An empty land drained
of any significance for the European explorer, Australia seemed to produce
nothing but dream-like narratives of repetition, events without closure.
Contrast the dreaming of the Aborigine, for whom every corner and cranny in the
land was full of significance. See Paul Carter, Living in a New Country (1992): ‘the glint of sunlight on bent
grass, turning it into a field of scratched glass or gossamer and revealing
someone’s recent passage.’
By 1850, European
settlers were already becoming unnerved by the silence of New Zealand bush.

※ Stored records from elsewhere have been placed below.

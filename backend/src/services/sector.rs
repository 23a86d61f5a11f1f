//! Sector lifecycle store
//!
//! CRUD over the persisted sector collection. Owns the translations at
//! the storage boundary: crop label ↔ `moisture_level` column, bare
//! sensor numbers ↔ `"Sensor {n}"` labels, calendar dates on the wire,
//! and the capped `last_irrigations` history. Mutations are
//! refresh-after-write: callers re-list instead of consuming deltas.

use chrono::{DateTime, NaiveDate, Utc};
use serde::Deserialize;
use sqlx::PgPool;
use uuid::Uuid;
use validator::Validate;

use crate::error::{AppError, AppResult};
use shared::{
    push_irrigation_event, validate_sector_name, HarvestStatus, IrrigationEvent, Sector,
    DEFAULT_FARM_NAME, DEFAULT_PRODUCT_LABEL, DEFAULT_QUANTITY_ML, DEFAULT_REPEAT_HOURS,
};

/// Sector service
#[derive(Clone)]
pub struct SectorService {
    db: PgPool,
}

const SECTOR_COLUMNS: &str = "id, name, farm_id, moisture_level, created_at, planting_date, \
                              harvest_eta, sensors, quantity_ml, repeat_every_hours, \
                              harvest_status, seedlings_planted, seedlings_harvested, \
                              observations, last_irrigations";

#[derive(Debug, sqlx::FromRow)]
struct SectorRow {
    id: Uuid,
    name: String,
    farm_id: Uuid,
    moisture_level: Option<String>,
    created_at: DateTime<Utc>,
    planting_date: Option<NaiveDate>,
    harvest_eta: Option<NaiveDate>,
    sensors: Option<Vec<String>>,
    quantity_ml: Option<i32>,
    repeat_every_hours: Option<i32>,
    harvest_status: Option<String>,
    seedlings_planted: Option<i32>,
    seedlings_harvested: Option<i32>,
    observations: Option<String>,
    last_irrigations: Option<serde_json::Value>,
}

impl From<SectorRow> for Sector {
    fn from(row: SectorRow) -> Self {
        Sector {
            id: row.id,
            name: row.name,
            farm_id: row.farm_id,
            product: row
                .moisture_level
                .unwrap_or_else(|| DEFAULT_PRODUCT_LABEL.to_string()),
            created_at: row.created_at,
            planting_date: row.planting_date,
            harvest_eta: row.harvest_eta,
            sensors: sensor_numbers(row.sensors.as_deref().unwrap_or_default()),
            quantity_ml: row.quantity_ml.unwrap_or(DEFAULT_QUANTITY_ML),
            repeat_every_hours: row.repeat_every_hours.unwrap_or(DEFAULT_REPEAT_HOURS),
            harvest_status: HarvestStatus::from_db(row.harvest_status.as_deref().unwrap_or("")),
            seedlings_planted: row.seedlings_planted.unwrap_or(0),
            seedlings_harvested: row.seedlings_harvested.unwrap_or(0),
            observations: row.observations,
            last_irrigations: row
                .last_irrigations
                .and_then(|v| serde_json::from_value(v).ok())
                .unwrap_or_default(),
        }
    }
}

/// Input for creating or replacing a sector. Replacement is whole-row:
/// omitted fields fall back to the creation defaults, not to the stored
/// values.
#[derive(Debug, Deserialize, Validate)]
pub struct SectorInput {
    #[validate(length(min = 1, max = 120))]
    pub name: String,
    pub product: Option<String>,
    pub planting_date: Option<NaiveDate>,
    pub harvest_eta: Option<NaiveDate>,
    pub sensors: Option<Vec<u32>>,
    pub quantity_ml: Option<i32>,
    pub repeat_every_hours: Option<i32>,
    pub harvest_status: Option<HarvestStatus>,
    pub seedlings_planted: Option<i32>,
    pub seedlings_harvested: Option<i32>,
    pub observations: Option<String>,
}

impl SectorInput {
    fn product(&self) -> String {
        self.product
            .clone()
            .filter(|p| !p.trim().is_empty())
            .unwrap_or_else(|| DEFAULT_PRODUCT_LABEL.to_string())
    }

    fn sensor_labels(&self) -> Vec<String> {
        sensor_labels(self.sensors.as_deref().unwrap_or_default())
    }
}

/// Store-boundary translation: bare sensor numbers become labelled
/// strings in the `sensors` column.
fn sensor_labels(sensors: &[u32]) -> Vec<String> {
    sensors.iter().map(|n| format!("Sensor {}", n)).collect()
}

/// Inverse translation. Labels that do not carry a trailing number fall
/// back to their 1-based position.
fn sensor_numbers(labels: &[String]) -> Vec<u32> {
    labels
        .iter()
        .enumerate()
        .map(|(index, label)| {
            label
                .rsplit(' ')
                .next()
                .and_then(|suffix| suffix.parse().ok())
                .unwrap_or(index as u32 + 1)
        })
        .collect()
}

impl SectorService {
    /// Create a new SectorService instance
    pub fn new(db: PgPool) -> Self {
        Self { db }
    }

    /// List all sectors, newest first.
    pub async fn list(&self) -> AppResult<Vec<Sector>> {
        let rows = sqlx::query_as::<_, SectorRow>(&format!(
            "SELECT {SECTOR_COLUMNS} FROM sectors ORDER BY created_at DESC"
        ))
        .fetch_all(&self.db)
        .await?;

        Ok(rows.into_iter().map(Sector::from).collect())
    }

    /// Fetch one sector.
    pub async fn get(&self, sector_id: Uuid) -> AppResult<Sector> {
        let row = sqlx::query_as::<_, SectorRow>(&format!(
            "SELECT {SECTOR_COLUMNS} FROM sectors WHERE id = $1"
        ))
        .bind(sector_id)
        .fetch_optional(&self.db)
        .await?
        .ok_or_else(|| AppError::NotFound("Sector".to_string()))?;

        Ok(row.into())
    }

    /// Create a sector, silently creating the default farm first when
    /// none exists yet.
    pub async fn create(&self, input: SectorInput) -> AppResult<Sector> {
        Self::validate(&input)?;

        let farm_id = self.ensure_farm().await?;

        let row = sqlx::query_as::<_, SectorRow>(&format!(
            r#"
            INSERT INTO sectors (name, farm_id, moisture_level, planting_date, harvest_eta,
                                 sensors, quantity_ml, repeat_every_hours, harvest_status,
                                 seedlings_planted, seedlings_harvested, observations,
                                 last_irrigations)
            VALUES ($1, $2, $3, $4, $5, $6, $7, $8, $9, $10, $11, $12, '[]'::jsonb)
            RETURNING {SECTOR_COLUMNS}
            "#
        ))
        .bind(&input.name)
        .bind(farm_id)
        .bind(input.product())
        .bind(input.planting_date)
        .bind(input.harvest_eta)
        .bind(input.sensor_labels())
        .bind(input.quantity_ml.unwrap_or(DEFAULT_QUANTITY_ML))
        .bind(input.repeat_every_hours.unwrap_or(DEFAULT_REPEAT_HOURS))
        .bind(input.harvest_status.unwrap_or_default().as_str())
        .bind(input.seedlings_planted.unwrap_or(0))
        .bind(input.seedlings_harvested.unwrap_or(0))
        .bind(&input.observations)
        .fetch_one(&self.db)
        .await?;

        Ok(row.into())
    }

    /// Replace the mutable field set of a sector. An unknown id updates
    /// nothing and is not an error at this layer; callers pre-validate
    /// existence when they care.
    pub async fn update(&self, sector_id: Uuid, input: SectorInput) -> AppResult<()> {
        Self::validate(&input)?;

        sqlx::query(
            r#"
            UPDATE sectors
            SET name = $2, moisture_level = $3, planting_date = $4, harvest_eta = $5,
                sensors = $6, quantity_ml = $7, repeat_every_hours = $8, harvest_status = $9,
                seedlings_planted = $10, seedlings_harvested = $11, observations = $12
            WHERE id = $1
            "#,
        )
        .bind(sector_id)
        .bind(&input.name)
        .bind(input.product())
        .bind(input.planting_date)
        .bind(input.harvest_eta)
        .bind(input.sensor_labels())
        .bind(input.quantity_ml.unwrap_or(DEFAULT_QUANTITY_ML))
        .bind(input.repeat_every_hours.unwrap_or(DEFAULT_REPEAT_HOURS))
        .bind(input.harvest_status.unwrap_or_default().as_str())
        .bind(input.seedlings_planted.unwrap_or(0))
        .bind(input.seedlings_harvested.unwrap_or(0))
        .bind(&input.observations)
        .execute(&self.db)
        .await?;

        Ok(())
    }

    /// Delete a sector. Idempotent: deleting an absent id succeeds.
    pub async fn delete(&self, sector_id: Uuid) -> AppResult<()> {
        sqlx::query("DELETE FROM sectors WHERE id = $1")
            .bind(sector_id)
            .execute(&self.db)
            .await?;

        Ok(())
    }

    /// Persist an irrigation event: front-insert into the capped
    /// history and return the refreshed sector.
    pub async fn record_irrigation(
        &self,
        sector_id: Uuid,
        event: IrrigationEvent,
    ) -> AppResult<Sector> {
        let mut sector = self.get(sector_id).await?;
        push_irrigation_event(&mut sector.last_irrigations, event);

        sqlx::query("UPDATE sectors SET last_irrigations = $2 WHERE id = $1")
            .bind(sector_id)
            .bind(serde_json::to_value(&sector.last_irrigations).map_err(|e| {
                AppError::Internal(format!("Failed to serialize irrigation history: {}", e))
            })?)
            .execute(&self.db)
            .await?;

        Ok(sector)
    }

    fn validate(input: &SectorInput) -> AppResult<()> {
        validate_sector_name(&input.name).map_err(|message| AppError::Validation {
            field: "name".to_string(),
            message: message.to_string(),
            message_pt: "Nome do setor não pode ser vazio".to_string(),
        })?;
        input
            .validate()
            .map_err(|e| AppError::ValidationError(e.to_string()))?;
        Ok(())
    }

    async fn ensure_farm(&self) -> AppResult<Uuid> {
        let existing =
            sqlx::query_scalar::<_, Uuid>("SELECT id FROM farms ORDER BY created_at ASC LIMIT 1")
                .fetch_optional(&self.db)
                .await?;

        if let Some(id) = existing {
            return Ok(id);
        }

        let id = sqlx::query_scalar::<_, Uuid>("INSERT INTO farms (name) VALUES ($1) RETURNING id")
            .bind(DEFAULT_FARM_NAME)
            .fetch_one(&self.db)
            .await?;

        tracing::info!(farm_id = %id, "created default farm");
        Ok(id)
    }
}

#[cfg(test)]
mod tests {
    use super::*;

    #[test]
    fn sensor_labels_round_trip() {
        let labels = sensor_labels(&[3, 5]);
        assert_eq!(labels, vec!["Sensor 3", "Sensor 5"]);
        assert_eq!(sensor_numbers(&labels), vec![3, 5]);
    }

    #[test]
    fn unlabelled_sensors_fall_back_to_position() {
        let labels = vec!["left bed".to_string(), "right bed".to_string()];
        assert_eq!(sensor_numbers(&labels), vec![1, 2]);
    }

    #[test]
    fn blank_product_gets_the_default_label() {
        let input = SectorInput {
            name: "Setor A".to_string(),
            product: Some("   ".to_string()),
            planting_date: None,
            harvest_eta: None,
            sensors: None,
            quantity_ml: None,
            repeat_every_hours: None,
            harvest_status: None,
            seedlings_planted: None,
            seedlings_harvested: None,
            observations: None,
        };
        assert_eq!(input.product(), DEFAULT_PRODUCT_LABEL);
    }
}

Stoats, introduced to reduce the number of rabbits, scurried into the forests
and found native birds more interesting prey. Originally introduced for the fur
trade, the opossum now stands at an estimated population of 70 million. One
hundred years later, some descendants of those first settlers are still spooked
by the ‘emptiness’. Others have adopted a more conciliatory attitude: ‘Charles
Brasch saying we are alone, existentially full of angst, and Smithyman came out
and said, “Hey! If you look at these hills which are crying for meaning, they
are covered in pa sites!”’ (Scott Hamilton in Percutio 1 (2007)).
. . .
SACRED HEART:
CONSULT THE DRAWINGS
TRACED IN THE
CONDENSATION ON THE
WINDOWS IN ROOM
21 WHERE PARABOLAS
DESCRIBE AN ERECTION
FATHER CHAMPAGNAT PURE
WHITE SHOULDERS GLISTENING
WITH DRIZZLE GAZES
BENIGNLY AT THE TONSURED
LAWN THE PURSED
LIPS OF RANGITOTO’S
VULVA VISIBLE ABOVE
THE ROOVES OF
GLENDOWIE PRAY FOR
US SINNERS NOW
AND AT THE
HOUR OF THE
BREAKING OF OUR
VOICES PRAY FOR
US NOW
(25.6.07)
. . .
Clothesline: Balmoral (29.9.07)
a
set of baby’s nappies
flapping
against the nor’easter
small
wings flailing
trapped
in lime
. . .
Whispering angels
trail vapours over Balmoral at sunset; the screams of squabbling archangels
fret in the stratosphere as they begin their descent. And down at Earth, a
terrestrial representative at St. Lukes stares coyly from her modest frame, as
from a fresco by Giotto, a wave of lustrous raven hair falling softly over the
left hazel eye, just above a sun-dried wad of chewing gum. (6.10.07)
. . .
THIS FOSSIL
AMMONITE FOR SALE
IN DOMINION RD
IS THE
EYE OF A
CYCLONE
PRESSED INTO
SOFT STONE
IS A
FOUR HUNDRED MILLION
YEAR OLD
PERMIAN RINGWORM
(18.12.07)
. . .
A rectilinear grid of
streets, essentially boulevards, tree-lined, with tramcars in the shape of the
fuselages of the first Continental airliners. The tramcars chime the stops with
an ecclesiastical tone as if summoning the communicants to the host. Though
dust-laden, the trees sparkle in the early morning sunlight in this most
European of Australasian cities, but its outskirts reveal how it sits on its
landscape – as an alien. Beyond the city, the grass is light brown fringed with
eucalyptus; the red earth is cracked and parched. I could be looking into the
heart of Africa.
Suburban gardens in
Ashwood display ingenious methods of trapping dew: in one garden, a plastic
bottle, with the base removed and the nozzle pointing downwards, was mounted
above a slip of nasturtium. I have seen the same method used in the Negev
Desert.
Melbourne,
22.4.08
. . .
Teak
slats filter
dust
and moonlight.
Ashwood’s
slatted
shutters
wink at
the
maid in the moon.
Melbourne,
23.4
. . .
[A man or maid in the
moon in the West; in Malawi, a rooster; in China, a hare and a toad and a
cassia tree. The moon of course ‘es una / misma / en New York / y en Bogotá’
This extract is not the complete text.